Dijumpai juga redaksi, “Dia adalah anak zanyah atau zinyah.” Dibaca zanyah lebih diutamakan. Yakni anak zina (anak hasil perzinaan). Lawan katanya adalah larisydah dan rasydah. Menurut Al-Farra’ dalam kitab Al-Mashadir, anak zina itu disebut lighayyah dan lizanyah. Atau lighayr rasydah. Dikisahkan dalam Hadis, Banu Malik bin Tsa’labah diutus kepada Nabi. “Siapa kalian?” Tanya Nabi. Mereka menjawab, “Kami adalah Banu al-Zinyah.” Nabi menjawab, “Bukan. Kalian adalah Banu al-Risydah.” Al-Zinyah atau al-Zanyah di sini berarti anak terakhir dari pasangan laki-laki dan perempuan. Karena sudah tua. Banu Malik tersebut disebut Banu Zanyah dan Zinyah karena alasan tersebut.

Nabi mengatakan, “Bukan.

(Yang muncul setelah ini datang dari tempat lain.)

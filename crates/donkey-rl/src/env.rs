//! Blocking environment over one simulator session
//!
//! `DonkeyEnv` owns the session end to end: the optional simulator process,
//! the controller and the tokio runtime the connection runs on.

use donkey_bridge::{ClientStats, ProcessSupervisor, SessionEvents};
use donkey_rl_core::{
    Action, ActionSpace, DonkeyError, EpisodePolicy, Info, Observation, ObservationSpace, Result,
    SessionConfig, StepResult,
};
use tokio::runtime::{Builder, Runtime};
use tracing::{debug, info, warn};

use crate::controller::{SessionState, SimController};
use crate::environment::{Environment, RenderMode};

/// Listen address handed to a launched simulator
const LAUNCH_HOST: &str = "0.0.0.0";

/// Donkey simulator environment
pub struct DonkeyEnv {
    controller: SimController,
    process: Option<ProcessSupervisor>,
    seed: Option<u64>,
    closed: bool,
    // Dropped last: the connection's tasks live on it
    runtime: Runtime,
}

impl DonkeyEnv {
    /// Validate `config`, launch the simulator if one is configured, then
    /// connect and load the level.
    ///
    /// Must not be called from inside an async context.
    pub fn new(config: SessionConfig) -> Result<Self> {
        config.validate()?;
        let runtime = Builder::new_multi_thread()
            .worker_threads(2)
            .thread_name("donkey-rl")
            .enable_all()
            .build()?;

        let mut process = match config.launch_path() {
            Some(path) => {
                let _guard = runtime.enter();
                let process = ProcessSupervisor::start(&path, LAUNCH_HOST, config.port)?
                    .with_grace(config.quit_grace);
                info!("Waiting {:?} for the simulator to boot", config.start_delay);
                std::thread::sleep(config.start_delay);
                Some(process)
            }
            None => {
                debug!("No executable configured; dialing an external simulator");
                None
            }
        };

        let controller = match runtime.block_on(SimController::connect(config)) {
            Ok(controller) => controller,
            Err(e) => {
                if let Some(process) = process.as_mut() {
                    if let Err(quit_err) = runtime.block_on(process.quit()) {
                        warn!("Failed to stop simulator: {}", quit_err);
                    }
                }
                return Err(e);
            }
        };

        Ok(Self {
            controller,
            process,
            seed: None,
            closed: false,
            runtime,
        })
    }

    /// Default configuration for a registered level (scene name or env id)
    pub fn for_level(level: &str) -> Result<Self> {
        Self::new(SessionConfig::for_level(level))
    }

    /// Replace the reward / termination policy
    pub fn set_policy(&mut self, policy: impl EpisodePolicy + 'static) {
        self.controller.set_policy(Box::new(policy));
    }

    pub fn is_game_over(&self) -> bool {
        self.controller.is_game_over()
    }

    pub fn state(&self) -> SessionState {
        self.controller.state()
    }

    pub fn config(&self) -> &SessionConfig {
        self.controller.config()
    }

    pub fn seed(&self) -> Option<u64> {
        self.seed
    }

    pub fn stats(&self) -> ClientStats {
        self.controller.stats()
    }

    /// Scene names, lap events and other simulator reports
    pub fn events(&self) -> SessionEvents {
        self.controller.events()
    }

    /// Return the simulator to scene selection; the next `reset` reloads
    pub fn exit_scene(&mut self) -> Result<()> {
        self.ensure_open()?;
        self.runtime.block_on(self.controller.exit_scene())
    }

    fn ensure_open(&mut self) -> Result<()> {
        if self.closed {
            return Err(DonkeyError::SessionClosed);
        }
        if let Some(process) = self.process.as_mut() {
            if let Some(status) = process.poll_exit() {
                return Err(DonkeyError::ConnectionLost(format!(
                    "simulator exited with {}",
                    status
                )));
            }
        }
        Ok(())
    }
}

impl Environment for DonkeyEnv {
    fn reset(&mut self, seed: Option<u64>) -> Result<(Observation, Info)> {
        self.ensure_open()?;
        if let Some(seed) = seed {
            debug!("Recording seed {}; the simulator is not seedable", seed);
            self.seed = Some(seed);
        }
        self.runtime.block_on(self.controller.reset())
    }

    fn step(&mut self, action: Action) -> Result<StepResult> {
        self.ensure_open()?;
        self.runtime.block_on(self.controller.step(action))
    }

    fn render(&mut self, mode: RenderMode) -> Option<Observation> {
        match mode {
            RenderMode::RgbArray => self.controller.last_frame().map(|f| f.image.clone()),
            RenderMode::Human => None,
        }
    }

    fn close(&mut self) -> Result<()> {
        if self.closed {
            return Ok(());
        }
        self.closed = true;

        if self.process.is_some() && self.controller.state() != SessionState::Terminated {
            if let Err(e) = self.runtime.block_on(self.controller.quit_app()) {
                debug!("quit_app not delivered: {}", e);
            }
        }
        self.runtime.block_on(self.controller.close());

        if let Some(mut process) = self.process.take() {
            self.runtime.block_on(process.quit())?;
        }
        info!("Environment closed");
        Ok(())
    }

    fn action_space(&self) -> ActionSpace {
        self.controller.action_space()
    }

    fn observation_space(&self) -> ObservationSpace {
        self.controller.observation_space()
    }
}

impl Drop for DonkeyEnv {
    fn drop(&mut self) {
        if self.closed {
            return;
        }
        // block_on panics inside another runtime; kill-on-drop covers the
        // process there
        if tokio::runtime::Handle::try_current().is_ok() {
            warn!("DonkeyEnv dropped inside an async context without close()");
            return;
        }
        if let Err(e) = self.close() {
            warn!("Error closing environment: {}", e);
        }
    }
}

Kalian adalah Banu al-Risydah,” sebagai bantahan terhadap keyakinan mereka: lafaz al-zinyah itu dari al-zinaa. Al-Rasydah (dibaca fathah) lebih unggul daripada al-Risydah. Dan anak dari hasil zina itu disebut: dia lizanyah atau lizinyah.

Kalau disebut wa qod zannaahu min al-tanziih. Yakni dia menuduhnya pernah berzina. Sedangkan laa hishnuhaa hishnun wa laa al-zinaa zinaa, menurut Abu Zayd itu adalah perumpamaan bagi orang yang berusaha istiqomah dalam kebaikan. Tapi kemudian tergelincir dan tidak kembali lagi pada kebaikan.

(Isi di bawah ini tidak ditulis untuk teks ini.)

//! Protocol client for one simulator connection
//!
//! Owns the write half of the socket and a handle to the background receive
//! loop. Reads never block on the socket: the caller either takes the latest
//! frame or waits (bounded) for the next one.

use donkey_rl_core::{DonkeyError, Result, SessionConfig, TelemetryFrame};
use std::sync::Arc;
use std::time::Duration;
use tokio::net::TcpStream;
use tokio::sync::watch;
use tokio::task::JoinHandle;
use tokio::time::{sleep, timeout};
use tracing::{debug, info, trace, warn};

use crate::frame::FrameDecoder;
use crate::protocol::{SimMessage, serialize};
use crate::session::{ClientStats, SceneSignals, SessionEvents, SessionShared, reader_task};
use crate::transport::{AsyncReader, AsyncWriter, LineReader, LineWriter};

/// Upper bound on the delay between connection attempts
pub const MAX_CONNECT_BACKOFF: Duration = Duration::from_secs(5);

/// Client for one simulator connection
pub struct ProtocolClient {
    writer: Box<dyn AsyncWriter>,
    shared: Arc<SessionShared>,
    telemetry_rx: watch::Receiver<Arc<TelemetryFrame>>,
    scene_rx: watch::Receiver<SceneSignals>,
    reader: JoinHandle<()>,
    closed: bool,
}

impl ProtocolClient {
    /// Dial the simulator once
    pub async fn connect(config: &SessionConfig) -> Result<Self> {
        let addr = format!("{}:{}", config.host, config.port);
        debug!("Connecting to simulator at {}", addr);

        let stream = timeout(config.connect_timeout, TcpStream::connect(&addr))
            .await
            .map_err(|_| {
                DonkeyError::ConnectionError(format!(
                    "connect to {} timed out after {:?}",
                    addr, config.connect_timeout
                ))
            })?
            .map_err(|e| {
                DonkeyError::ConnectionError(format!("connect to {} failed: {}", addr, e))
            })?;

        // Control messages are tiny and latency-sensitive
        stream.set_nodelay(true)?;
        let (read_half, write_half) = stream.into_split();

        info!("Connected to simulator at {}", addr);
        Ok(Self::from_transport(
            LineReader::new(read_half),
            LineWriter::new(write_half),
            FrameDecoder::for_session(config),
        ))
    }

    /// Dial with exponential backoff, up to `connect_retries` attempts
    pub async fn connect_with_retry(config: &SessionConfig) -> Result<Self> {
        let attempts = config.connect_retries.max(1);
        let mut backoff = config.connect_backoff;
        let mut last_error = None;

        for attempt in 1..=attempts {
            match Self::connect(config).await {
                Ok(client) => return Ok(client),
                Err(e) => {
                    warn!("Connection attempt {}/{} failed: {}", attempt, attempts, e);
                    last_error = Some(e);
                }
            }
            if attempt < attempts {
                sleep(backoff).await;
                backoff = (backoff * 2).min(MAX_CONNECT_BACKOFF);
            }
        }

        Err(DonkeyError::ConnectionError(format!(
            "gave up on {}:{} after {} attempts: {}",
            config.host,
            config.port,
            attempts,
            last_error.map(|e| e.to_string()).unwrap_or_default()
        )))
    }

    /// Build a client over an established transport and start the receive
    /// loop. Must be called from within a tokio runtime.
    pub fn from_transport<R, W>(reader: R, writer: W, decoder: FrameDecoder) -> Self
    where
        R: AsyncReader + 'static,
        W: AsyncWriter + 'static,
    {
        let shared = Arc::new(SessionShared::new());
        let (telemetry_tx, telemetry_rx) = watch::channel(Arc::new(decoder.blank()));
        let (scene_tx, scene_rx) = watch::channel(SceneSignals::default());
        let reader = tokio::spawn(reader_task(
            reader,
            decoder,
            shared.clone(),
            telemetry_tx,
            scene_tx,
        ));

        Self {
            writer: Box::new(writer),
            shared,
            telemetry_rx,
            scene_rx,
            reader,
            closed: false,
        }
    }

    /// Serialize and send one message
    pub async fn send(&mut self, msg: &SimMessage) -> Result<()> {
        self.check_open()?;
        let data = serialize(msg)?;

        if matches!(msg, SimMessage::Control { .. }) {
            trace!("[→sim] {}", String::from_utf8_lossy(&data));
        } else {
            let preview: String = String::from_utf8_lossy(&data).chars().take(200).collect();
            debug!("[→sim] len={} json={}", data.len(), preview);
        }

        if let Err(e) = self.writer.write_message(&data).await {
            self.shared.set_fault(e.to_string());
            return Err(e);
        }
        self.shared.record_sent(msg);
        Ok(())
    }

    /// Wait for a frame newer than the last one consumed
    pub async fn next_frame(&mut self, within: Duration) -> Result<Arc<TelemetryFrame>> {
        self.check_open()?;
        match timeout(within, self.telemetry_rx.changed()).await {
            Ok(Ok(())) => Ok(self.telemetry_rx.borrow_and_update().clone()),
            Ok(Err(_)) => Err(lost(&self.shared)),
            Err(_) => Err(DonkeyError::TelemetryStalled(within)),
        }
    }

    /// Treat everything received so far as consumed
    pub fn mark_frames_seen(&mut self) {
        self.telemetry_rx.borrow_and_update();
    }

    pub fn scene_signals(&self) -> SceneSignals {
        *self.scene_rx.borrow()
    }

    /// Wait until the scene signals satisfy `ready`
    pub async fn wait_for_scene(
        &mut self,
        within: Duration,
        ready: impl FnMut(&SceneSignals) -> bool,
    ) -> Result<SceneSignals> {
        self.check_open()?;
        let waited = timeout(within, self.scene_rx.wait_for(ready))
            .await
            .map(|r| r.map(|signals| *signals));
        match waited {
            Ok(Ok(signals)) => Ok(signals),
            Ok(Err(_)) => Err(lost(&self.shared)),
            Err(_) => Err(DonkeyError::LoadTimeout(within)),
        }
    }

    /// Snapshot of what the simulator has reported so far
    pub fn events(&self) -> SessionEvents {
        self.shared.events()
    }

    /// Return and clear a pending car-config request
    pub fn take_config_request(&self) -> bool {
        self.shared.take_config_request()
    }

    /// Forget lap and checkpoint state ahead of a new episode
    pub fn clear_episode(&self) {
        self.shared.clear_episode();
    }

    pub fn stats(&self) -> ClientStats {
        self.shared.stats()
    }

    /// Reason the connection failed, if it has
    pub fn fault(&self) -> Option<String> {
        self.shared.fault()
    }

    /// Record a session-ending failure detected above the transport.
    /// An earlier fault keeps precedence.
    pub fn fail(&self, reason: impl Into<String>) {
        self.shared.set_fault(reason);
    }

    /// Whether `disconnect` has been called
    pub fn is_closed(&self) -> bool {
        self.closed
    }

    pub fn is_connected(&self) -> bool {
        !self.closed && !self.shared.is_faulted()
    }

    /// Close the write side and stop the receive loop. Idempotent.
    pub async fn disconnect(&mut self) {
        if self.closed {
            return;
        }
        self.closed = true;
        if let Err(e) = self.writer.shutdown().await {
            debug!("Shutdown of simulator socket failed: {}", e);
        }
        self.reader.abort();
        info!("Disconnected from simulator");
    }

    fn check_open(&self) -> Result<()> {
        if self.closed {
            return Err(DonkeyError::SessionClosed);
        }
        match self.shared.fault() {
            Some(reason) => Err(DonkeyError::ConnectionLost(reason)),
            None => Ok(()),
        }
    }
}

impl Drop for ProtocolClient {
    fn drop(&mut self) {
        self.reader.abort();
    }
}

fn lost(shared: &SessionShared) -> DonkeyError {
    DonkeyError::ConnectionLost(
        shared
            .fault()
            .unwrap_or_else(|| "receive loop stopped".to_string()),
    )
}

Kera itu disebut zannaa’ah. Sedangkan al-zanaa’u, itu berarti pendek. Makna asal al-zanaa’u adalah sempit, ketat, dekat, susah, derita, melarat, miskin, dan semisalnya. Ada Hadis yang berbunyi: “Janganlah sekali-kali salah seorang di antara kalian salat dalam keadaan zanaa’un. Yakni menahan kencing.

Zanaa yaznuu, secara bahasa berarti sempit sebagaimana zana’a. Disebutkan dalam Hadis: Nabi Muhammad SAW itu tidak menyukai dunia kecuali azna’ahaa. Yakni yang paling sulit, susah, miskin, dan semisalnya. Karung yang zaniyyun. Yakni karung yang sempit. Seperti itu diriwayatkan oleh Al-A’rabiy tanpa hamzah.

Adapun al-zan’u itu berarti mendaki gunung. Sedangkan al-zannaa ‘alaihi, ini berarti menyempitkan, menyusahkan, dan semisalnya. Ular juga bisa disebut banu zinyah.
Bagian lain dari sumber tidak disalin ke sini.